Extracted material below:

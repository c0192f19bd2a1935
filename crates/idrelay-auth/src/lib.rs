//! # idrelay-auth
//!
//! Identity federation broker core.
//!
//! This crate provides:
//! - Microsoft and Google login adapters producing a canonical identity
//! - A single-slot cache of upstream signing keys
//! - HS256/RS256 issuance and verification of broker tokens
//! - Audience-scoped membership checks against an external service
//! - Orchestration of the callback flow and the Axum handlers serving it
//!
//! ## Modules
//!
//! - [`config`] - Broker configuration
//! - [`identity`] - Canonical identity, login state and input validation
//! - [`federation`] - Upstream identity provider adapters
//! - [`token`] - Broker token payload, signing and verification
//! - [`membership`] - Membership service client
//! - [`authorization`] - Audience-scoped authorization router
//! - [`broker`] - Login orchestration
//! - [`http`] - Axum HTTP handlers

pub mod authorization;
pub mod broker;
pub mod config;
pub mod error;
pub mod federation;
pub mod http;
pub mod identity;
pub mod membership;
pub mod token;

#[cfg(test)]
mod test_support;

pub use authorization::{AuthorizationError, AuthorizationRouter};
pub use broker::{Broker, BrokerOutcome};
pub use config::{AudiencePolicy, BrokerConfig, ConfigError, SigningMethod};
pub use error::{BrokerError, ErrorCategory};
pub use federation::{AdapterError, CallbackParams, FetchError, IdentityProviderAdapter};
pub use http::{BrokerState, router};
pub use identity::{CanonicalIdentity, LoginState, MembershipRecord, Provider};
pub use membership::{MembershipClient, MembershipError};
pub use token::{IssuedToken, TokenError, TokenMaker, TokenPayload};

/// Type alias for broker results.
pub type BrokerResult<T> = Result<T, BrokerError>;
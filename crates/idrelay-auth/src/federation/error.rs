//! Error types for provider adapters.

use super::jwks::FetchError;

/// Errors that can occur while completing an upstream login.
#[derive(Debug, thiserror::Error)]
pub enum AdapterError {
    /// The authorization code could not be exchanged at the token endpoint.
    #[error("Token exchange failed: {0}")]
    ExchangeFailed(String),

    /// The token response carried no `id_token`.
    #[error("Token response did not include an id_token")]
    MissingIdentityToken,

    /// The identity token failed signature, audience, issuer or expiry checks.
    #[error("Identity token is invalid: {0}")]
    InvalidIdentityToken(String),

    /// The signing key for the identity token could not be obtained.
    #[error("Signing key unavailable: {0}")]
    KeyFetch(#[from] FetchError),

    /// None of the principal-name claims were present.
    #[error("Identity token has no principal name claim")]
    NoPrincipalClaim,

    /// The `name` claim was missing.
    #[error("Identity token has no name claim")]
    NoNameClaim,

    /// The `tid` claim was missing.
    #[error("Identity token has no tenant claim")]
    NoTenantClaim,

    /// A claim was present but not a string.
    #[error("Claim '{claim}' is not a string")]
    MalformedClaim {
        /// Name of the offending claim.
        claim: String,
    },

    /// The `state` parameter could not be decoded.
    #[error("Invalid state parameter: {0}")]
    InvalidState(String),
}

impl AdapterError {
    /// Creates a malformed-claim error.
    #[must_use]
    pub fn malformed_claim(claim: impl Into<String>) -> Self {
        Self::MalformedClaim {
            claim: claim.into(),
        }
    }
}

impl From<jsonwebtoken::errors::Error> for AdapterError {
    fn from(err: jsonwebtoken::errors::Error) -> Self {
        Self::InvalidIdentityToken(err.to_string())
    }
}
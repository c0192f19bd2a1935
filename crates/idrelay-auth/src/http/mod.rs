//! Axum HTTP handlers for the broker endpoints.
//!
//! # Available Handlers
//!
//! - [`login`] - login page and `POST /authorize`
//! - [`callback`] - provider callbacks
//! - [`jwks`] - published verification keys
//! - [`discovery`] - OpenID discovery document

pub mod callback;
pub mod discovery;
pub mod jwks;
pub mod login;
pub mod templates;

use std::sync::Arc;

use axum::Router;
use axum::http::{StatusCode, header};
use axum::response::{Html, IntoResponse, Response};
use axum::routing::{get, post};

pub use callback::{google_callback_handler, microsoft_callback_handler};
pub use discovery::openid_configuration_handler;
pub use jwks::jwks_handler;
pub use login::{authorize_handler, login_page_handler};

use crate::broker::Broker;
use crate::config::BrokerConfig;
use crate::error::BrokerError;
use templates::render_message_page;

/// Shared state of the broker endpoints.
#[derive(Clone)]
pub struct BrokerState {
    pub broker: Arc<Broker>,
    /// Issuer advertised by discovery.
    pub issuer: String,
    /// Audience used by the login page when the query has none.
    pub default_audience: String,
}

impl BrokerState {
    #[must_use]
    pub fn new(
        broker: Arc<Broker>,
        issuer: impl Into<String>,
        default_audience: impl Into<String>,
    ) -> Self {
        Self {
            broker,
            issuer: issuer.into(),
            default_audience: default_audience.into(),
        }
    }

    /// Builds the broker and the state from configuration.
    ///
    /// # Errors
    /// See [`Broker::from_config`].
    pub fn from_config(config: &BrokerConfig) -> Result<Self, BrokerError> {
        let broker = Broker::from_config(config)?;
        Ok(Self::new(
            Arc::new(broker),
            &config.issuer,
            &config.default_audience,
        ))
    }
}

/// Routes served by the broker.
pub fn router(state: BrokerState) -> Router {
    Router::new()
        .route("/", get(login_page_handler))
        .route("/authorize", post(authorize_handler))
        .route("/callback/microsoft", post(microsoft_callback_handler))
        .route("/callback/google", post(google_callback_handler))
        .route("/oauth2/v1/certs", get(jwks_handler))
        .route(
            "/.well-known/openid-configuration",
            get(openid_configuration_handler),
        )
        .with_state(state)
}

/// `302 Found` to `location`.
///
/// [`axum::response::Redirect`] only offers 303, 307 and 308.
pub(crate) fn found(location: &str) -> Response {
    (StatusCode::FOUND, [(header::LOCATION, location)]).into_response()
}

/// Page showing `message` with `status`.
pub(crate) fn message_page(status: StatusCode, message: &str) -> Response {
    (status, Html(render_message_page(message))).into_response()
}

impl IntoResponse for BrokerError {
    fn into_response(self) -> Response {
        let status =
            StatusCode::from_u16(self.status_code()).unwrap_or(StatusCode::INTERNAL_SERVER_ERROR);
        match self {
            // provider failures are answered in plain text
            Self::Adapter(_) => (status, self.user_message()).into_response(),
            _ => message_page(status, &self.user_message()),
        }
    }
}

End of Extracted material.

> Your task
Starting at the first line of the data above, retype each line exactly until you reach the line containing "pub mod federation;", and include that line too.

> Output of the exercise
repository c0192f19bd2a1935
filename crates/idrelay-auth/src/lib.rs
//! # idrelay-auth
//!
//! Identity federation broker core.
//!
//! This crate provides:
//! - Microsoft and Google login adapters producing a canonical identity
//! - A single-slot cache of upstream signing keys
//! - HS256/RS256 issuance and verification of broker tokens
//! - Audience-scoped membership checks against an external service
//! - Orchestration of the callback flow and the Axum handlers serving it
//!
//! ## Modules
//!
//! - [`config`] - Broker configuration
//! - [`identity`] - Canonical identity, login state and input validation
//! - [`federation`] - Upstream identity provider adapters
//! - [`token`] - Broker token payload, signing and verification
//! - [`membership`] - Membership service client
//! - [`authorization`] - Audience-scoped authorization router
//! - [`broker`] - Login orchestration
//! - [`http`] - Axum HTTP handlers

pub mod authorization;
pub mod broker;
pub mod config;
pub mod error;
pub mod federation;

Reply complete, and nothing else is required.